EXERCISE AIM. Reproduce the opening lines of the records exactly, please, stopping after the line that contains "RETURNING *".

INFORMATION PROVIDED.
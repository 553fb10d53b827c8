use axum::{Json, extract::State};
use uuid::Uuid;

use agrilinker_api::{
    db::{DbPool, create_pool},
    dto::{cart::AddToCartRequest, reviews::ResolveReviewRequest, reviews::SubmitReviewRequest},
    error::AppError,
    middleware::auth::AuthUser,
    models::Product,
    routes::cart,
    services::{
        admin_service, order_service, recommendation_service, review_service, tracking_service,
    },
    state::AppState,
};

// Integration flow tests against a real Postgres; each test uses fresh
// UUIDs so they can run in parallel without truncation.
async fn setup_pool() -> anyhow::Result<Option<DbPool>> {
    let database_url =
        match std::env::var("TEST_DATABASE_URL").or_else(|_| std::env::var("DATABASE_URL")) {
            Ok(url) => url,
            Err(_) => {
                eprintln!(
                    "Skipping test: set TEST_DATABASE_URL or DATABASE_URL to run integration flow tests."
                );
                return Ok(None);
            }
        };

    let pool = create_pool(&database_url).await?;
    sqlx::migrate!("./migrations").run(&pool).await?;
    Ok(Some(pool))
}

async fn create_product(
    pool: &DbPool,
    name: &str,
    category: &str,
    price: i64,
    quantity: i32,
) -> anyhow::Result<Product> {
    let product: Product = sqlx::query_as(
        r#"
        INSERT INTO products (id, name, category, image, price, quantity_value, quantity_unit, farmer_email, status)
        VALUES ($1, $2, $3, '', $4, $5, 'kg', $6, 'available')
        RETURNING *
        "#,
    )
    .bind(Uuid::new_v4())
    .bind(name)
    .bind(category)
    .bind(price)
    .bind(quantity)
    .bind(format!("farmer-{}@example.com", Uuid::new_v4()))
    .fetch_one(pool)
    .await?;
    Ok(product)
}

async fn add_to_cart(
    pool: &DbPool,
    buyer_id: Uuid,
    product: &Product,
    quantity: i32,
) -> anyhow::Result<()> {
    let state = AppState { pool: pool.clone() };
    cart::add_to_cart(
        State(state),
        Json(AddToCartRequest {
            buyer_id,
            product_id: product.id,
            product_name: product.name.clone(),
            category: product.category.clone(),
            ordered_quantity: quantity,
            unit: Some(product.quantity_unit.clone()),
            price: Some(product.price),
            image: None,
        }),
    )
    .await
    .map_err(|e| anyhow::anyhow!("add_to_cart failed: {e}"))?;
    Ok(())
}

async fn stock_of(pool: &DbPool, product_id: Uuid) -> anyhow::Result<(i32, String)> {
    let row: (i32, String) =
        sqlx::query_as("SELECT quantity_value, status FROM products WHERE id = $1")
            .bind(product_id)
            .fetch_one(pool)
            .await?;
    Ok(row)
}

async fn cart_len(pool: &DbPool, buyer_id: Uuid) -> anyhow::Result<i64> {
    let count: (i64,) = sqlx::query_as("SELECT COUNT(*) FROM cart_items WHERE buyer_id = $1")
        .bind(buyer_id)
        .fetch_one(pool)
        .await?;
    Ok(count.0)
}

#[tokio::test]
async fn checkout_creates_order_track_and_clears_cart() -> anyhow::Result<()> {
    let Some(pool) = setup_pool().await? else {
        return Ok(());
    };
    let buyer_id = Uuid::new_v4();
    let product = create_product(&pool, "Checkout Tomatoes", "vegetables", 2500, 10).await?;

    // Duplicate add merges into a single line of 5.
    add_to_cart(&pool, buyer_id, &product, 2).await?;
    add_to_cart(&pool, buyer_id, &product, 3).await?;
    assert_eq!(cart_len(&pool, buyer_id).await?, 1);

    let resp = order_service::place_order(&pool, buyer_id).await?;
    let placed = resp.data.expect("placed order");

    assert_eq!(placed.order.total_price, 2500 * 5);
    assert_eq!(placed.items.len(), 1);
    assert_eq!(placed.items[0].quantity, 5);
    assert!(placed.tracking_number.starts_with("ALK"));
    assert!(placed.order.order_id.starts_with("ORD"));

    // Stock decremented by exactly the ordered quantity, still available.
    let (stock, status) = stock_of(&pool, product.id).await?;
    assert_eq!(stock, 5);
    assert_eq!(status, "available");

    // Cart cleared exactly once.
    assert_eq!(cart_len(&pool, buyer_id).await?, 0);

    // Tracking record shares the order id, starts as Order Placed with a
    // one-entry history.
    let view = tracking_service::get_by_tracking_number(&pool, &placed.tracking_number).await?;
    assert_eq!(view.track.order_id, placed.order.order_id);
    assert_eq!(view.track.status, "Order Placed");
    assert_eq!(view.status_history.len(), 1);
    assert_eq!(view.status_history[0].status, "Order Placed");
    assert_eq!(view.items.len(), 1);

    let by_order = tracking_service::get_by_order_id(&pool, &placed.order.order_id).await?;
    assert_eq!(by_order.track.tracking_number, placed.tracking_number);

    // One incomplete pending review per line item.
    let pending = review_service::list_pending_for_user(&pool, buyer_id).await?;
    assert_eq!(pending.len(), 1);
    assert_eq!(pending[0].status, "incomplete");
    assert_eq!(pending[0].order_id, placed.order.order_id);

    Ok(())
}

#[tokio::test]
async fn failed_checkout_leaves_cart_and_stock_untouched() -> anyhow::Result<()> {
    let Some(pool) = setup_pool().await? else {
        return Ok(());
    };
    let buyer_id = Uuid::new_v4();
    let scarce = create_product(&pool, "Scarce Mangoes", "fruits", 5000, 1).await?;
    let plenty = create_product(&pool, "Plenty Lentils", "grains", 8000, 50).await?;

    add_to_cart(&pool, buyer_id, &plenty, 3).await?;
    add_to_cart(&pool, buyer_id, &scarce, 2).await?;

    let err = order_service::place_order(&pool, buyer_id)
        .await
        .expect_err("expected insufficient stock");
    assert!(matches!(err, AppError::InsufficientStock(_)));

    // The whole transaction rolled back: no partial decrement on the
    // earlier line, cart intact, no order or track records.
    assert_eq!(stock_of(&pool, plenty.id).await?.0, 50);
    assert_eq!(stock_of(&pool, scarce.id).await?.0, 1);
    assert_eq!(cart_len(&pool, buyer_id).await?, 2);

    let orders: (i64,) = sqlx::query_as("SELECT COUNT(*) FROM orders WHERE buyer_id = $1")
        .bind(buyer_id)
        .fetch_one(&pool)
        .await?;
    assert_eq!(orders.0, 0);

    Ok(())
}

#[tokio::test]
async fn empty_cart_checkout_is_rejected() -> anyhow::Result<()> {
    let Some(pool) = setup_pool().await? else {
        return Ok(());
    };
    let err = order_service::place_order(&pool, Uuid::new_v4())
        .await
        .expect_err("expected empty cart error");
    assert!(matches!(err, AppError::BadRequest(_)));
    Ok(())
}

#[tokio::test]
async fn draining_stock_flips_product_out_of_stock() -> anyhow::Result<()> {
    let Some(pool) = setup_pool().await? else {
        return Ok(());
    };
    let buyer_id = Uuid::new_v4();
    let product = create_product(&pool, "Last Eggs", "poultry", 1200, 2).await?;

    add_to_cart(&pool, buyer_id, &product, 2).await?;
    order_service::place_order(&pool, buyer_id).await?;

    let (stock, status) = stock_of(&pool, product.id).await?;
    assert_eq!(stock, 0);
    assert_eq!(status, "out-of-stock");
    Ok(())
}

#[tokio::test]
async fn pending_review_resolves_exactly_once() -> anyhow::Result<()> {
    let Some(pool) = setup_pool().await? else {
        return Ok(());
    };
    let buyer_id = Uuid::new_v4();
    let product = create_product(&pool, "Reviewed Milk", "dairy", 6000, 10).await?;

    add_to_cart(&pool, buyer_id, &product, 1).await?;
    order_service::place_order(&pool, buyer_id).await?;

    let pending = review_service::list_pending_for_user(&pool, buyer_id).await?;
    let pending_id = pending[0].id;

    let resolved = review_service::resolve_pending(
        &pool,
        pending_id,
        ResolveReviewRequest {
            status: "complete".into(),
            rating: Some(5),
            review: Some("Very fresh".into()),
        },
    )
    .await?;
    assert_eq!(resolved.status, "complete");
    assert_eq!(resolved.rating, Some(5));

    let rating = review_service::product_rating(&pool, product.id).await?;
    assert_eq!(rating.average_rating, 5.0);
    assert_eq!(rating.review_count, 1);

    // Second resolution of the same row is rejected, no duplicate review.
    let err = review_service::resolve_pending(
        &pool,
        pending_id,
        ResolveReviewRequest {
            status: "complete".into(),
            rating: Some(1),
            review: None,
        },
    )
    .await
    .expect_err("expected already-resolved rejection");
    assert!(matches!(err, AppError::BadRequest(_)));

    // The direct path carries the same (user, product) duplicate guard.
    let err = review_service::submit_direct(
        &pool,
        SubmitReviewRequest {
            user_id: buyer_id,
            product_id: product.id,
            rating: 2,
            review: None,
        },
    )
    .await
    .expect_err("expected duplicate review rejection");
    assert!(matches!(err, AppError::Conflict(_)));

    let rating = review_service::product_rating(&pool, product.id).await?;
    assert_eq!(rating.review_count, 1);

    Ok(())
}

#[tokio::test]
async fn skipping_a_pending_review_records_no_permanent_review() -> anyhow::Result<()> {
    let Some(pool) = setup_pool().await? else {
        return Ok(());
    };
    let buyer_id = Uuid::new_v4();
    let product = create_product(&pool, "Skipped Hilsa", "seafood", 90000, 5).await?;

    add_to_cart(&pool, buyer_id, &product, 1).await?;
    order_service::place_order(&pool, buyer_id).await?;

    let pending = review_service::list_pending_for_user(&pool, buyer_id).await?;
    let resolved = review_service::resolve_pending(
        &pool,
        pending[0].id,
        ResolveReviewRequest {
            status: "skipped".into(),
            rating: None,
            review: None,
        },
    )
    .await?;
    assert_eq!(resolved.status, "skipped");
    assert_eq!(resolved.rating, None);

    let rating = review_service::product_rating(&pool, product.id).await?;
    assert_eq!(rating.average_rating, 0.0);
    assert_eq!(rating.review_count, 0);

    Ok(())
}

#[tokio::test]
async fn status_updates_follow_the_state_machine() -> anyhow::Result<()> {
    let Some(pool) = setup_pool().await? else {
        return Ok(());
    };
    let buyer_id = Uuid::new_v4();
    let product = create_product(&pool, "Tracked Rice", "grains", 3500, 20).await?;

    add_to_cart(&pool, buyer_id, &product, 2).await?;
    let resp = order_service::place_order(&pool, buyer_id).await?;
    let tracking_number = resp.data.expect("placed order").tracking_number;

    // Skipping straight to Delivered is rejected.
    let err = tracking_service::append_status(&pool, &tracking_number, "Delivered", None)
        .await
        .expect_err("expected invalid transition");
    assert!(matches!(err, AppError::BadRequest(_)));

    // Arbitrary strings are rejected.
    let err = tracking_service::append_status(&pool, &tracking_number, "On The Way", None)
        .await
        .expect_err("expected unknown status");
    assert!(matches!(err, AppError::BadRequest(_)));

    tracking_service::append_status(&pool, &tracking_number, "Confirmed", None).await?;
    tracking_service::append_status(&pool, &tracking_number, "Shipped", None).await?;
    let track =
        tracking_service::append_status(&pool, &tracking_number, "Delivered", Some("Handed over"))
            .await?;
    assert_eq!(track.status, "Delivered");

    // Status always mirrors the newest history entry.
    let view = tracking_service::get_by_tracking_number(&pool, &tracking_number).await?;
    assert_eq!(view.status_history.len(), 4);
    assert_eq!(view.status_history.last().unwrap().status, "Delivered");
    assert_eq!(view.status_history.last().unwrap().note, "Handed over");
    assert_eq!(view.track.status, "Delivered");

    Ok(())
}

#[tokio::test]
async fn mark_delivered_flips_order_even_when_track_lags() -> anyhow::Result<()> {
    let Some(pool) = setup_pool().await? else {
        return Ok(());
    };
    let buyer_id = Uuid::new_v4();
    let admin = AuthUser {
        user_id: Uuid::new_v4(),
        email: "admin@example.com".into(),
        role: "admin".into(),
    };
    let product = create_product(&pool, "Delivered Onions", "vegetables", 4000, 10).await?;

    add_to_cart(&pool, buyer_id, &product, 1).await?;
    let resp = order_service::place_order(&pool, buyer_id).await?;
    let placed = resp.data.expect("placed order");

    // Track is still at Order Placed; the Delivered append fails the state
    // machine and is only logged, but the order side must still flip.
    let order = admin_service::mark_delivered(&pool, &admin, &placed.order.order_id).await?;
    assert!(order.delivered);
    assert!(order.delivered_at.is_some());

    let view = tracking_service::get_by_order_id(&pool, &placed.order.order_id).await?;
    assert_eq!(view.track.status, "Order Placed");

    // A non-admin caller is refused.
    let buyer = AuthUser {
        user_id: buyer_id,
        email: "buyer@example.com".into(),
        role: "user".into(),
    };
    let err = admin_service::mark_delivered(&pool, &buyer, &placed.order.order_id)
        .await
        .expect_err("expected forbidden");
    assert!(matches!(err, AppError::Forbidden));

    Ok(())
}

#[tokio::test]
async fn search_records_first_match_category_and_biases_recommendations() -> anyhow::Result<()> {
    let Some(pool) = setup_pool().await? else {
        return Ok(());
    };
    let email = format!("buyer-{}@example.com", Uuid::new_v4());
    let marker = Uuid::new_v4().simple().to_string();

    let fruit = create_product(&pool, &format!("Banana {marker}"), "fruits", 2500, 30).await?;
    let grain = create_product(&pool, &format!("Wheat {marker}"), "grains", 3000, 30).await?;

    let (products, tracked) =
        recommendation_service::search_products(&pool, &email, &format!("banana {marker}")).await?;
    assert_eq!(products.len(), 1);
    assert_eq!(tracked.as_deref(), Some("fruits"));

    let prefs: (i32,) = sqlx::query_as(
        "SELECT searches FROM category_preferences WHERE user_email = $1 AND category = 'fruits'",
    )
    .bind(&email)
    .fetch_one(&pool)
    .await?;
    assert_eq!(prefs.0, 1);

    // A search with no matches is a 404 and records nothing.
    let err = recommendation_service::search_products(&pool, &email, "no-such-product-zzz")
        .await
        .expect_err("expected not found");
    assert!(matches!(err, AppError::NotFound));

    // The preferred category ranks ahead of unranked ones, insertion order
    // otherwise preserved.
    let recommended = recommendation_service::recommend(&pool, &email).await?;
    let mine: Vec<Uuid> = recommended
        .iter()
        .filter(|p| p.id == fruit.id || p.id == grain.id)
        .map(|p| p.id)
        .collect();
    assert_eq!(mine, vec![fruit.id, grain.id]);

    Ok(())
}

RESPONSE BOX.
repository 553fb10d53b827c8
use axum::{Json, extract::State};
use uuid::Uuid;

use agrilinker_api::{
    db::{DbPool, create_pool},
    dto::{cart::AddToCartRequest, reviews::ResolveReviewRequest, reviews::SubmitReviewRequest},
    error::AppError,
    middleware::auth::AuthUser,
    models::Product,
    routes::cart,
    services::{
        admin_service, order_service, recommendation_service, review_service, tracking_service,
    },
    state::AppState,
};

// Integration flow tests against a real Postgres; each test uses fresh
// UUIDs so they can run in parallel without truncation.
async fn setup_pool() -> anyhow::Result<Option<DbPool>> {
    let database_url =
        match std::env::var("TEST_DATABASE_URL").or_else(|_| std::env::var("DATABASE_URL")) {
            Ok(url) => url,
            Err(_) => {
                eprintln!(
                    "Skipping test: set TEST_DATABASE_URL or DATABASE_URL to run integration flow tests."
                );
                return Ok(None);
            }
        };

    let pool = create_pool(&database_url).await?;
    sqlx::migrate!("./migrations").run(&pool).await?;
    Ok(Some(pool))
}

async fn create_product(
    pool: &DbPool,
    name: &str,
    category: &str,
    price: i64,
    quantity: i32,
) -> anyhow::Result<Product> {
    let product: Product = sqlx::query_as(
        r#"
        INSERT INTO products (id, name, category, image, price, quantity_value, quantity_unit, farmer_email, status)
        VALUES ($1, $2, $3, '', $4, $5, 'kg', $6, 'available')
        RETURNING *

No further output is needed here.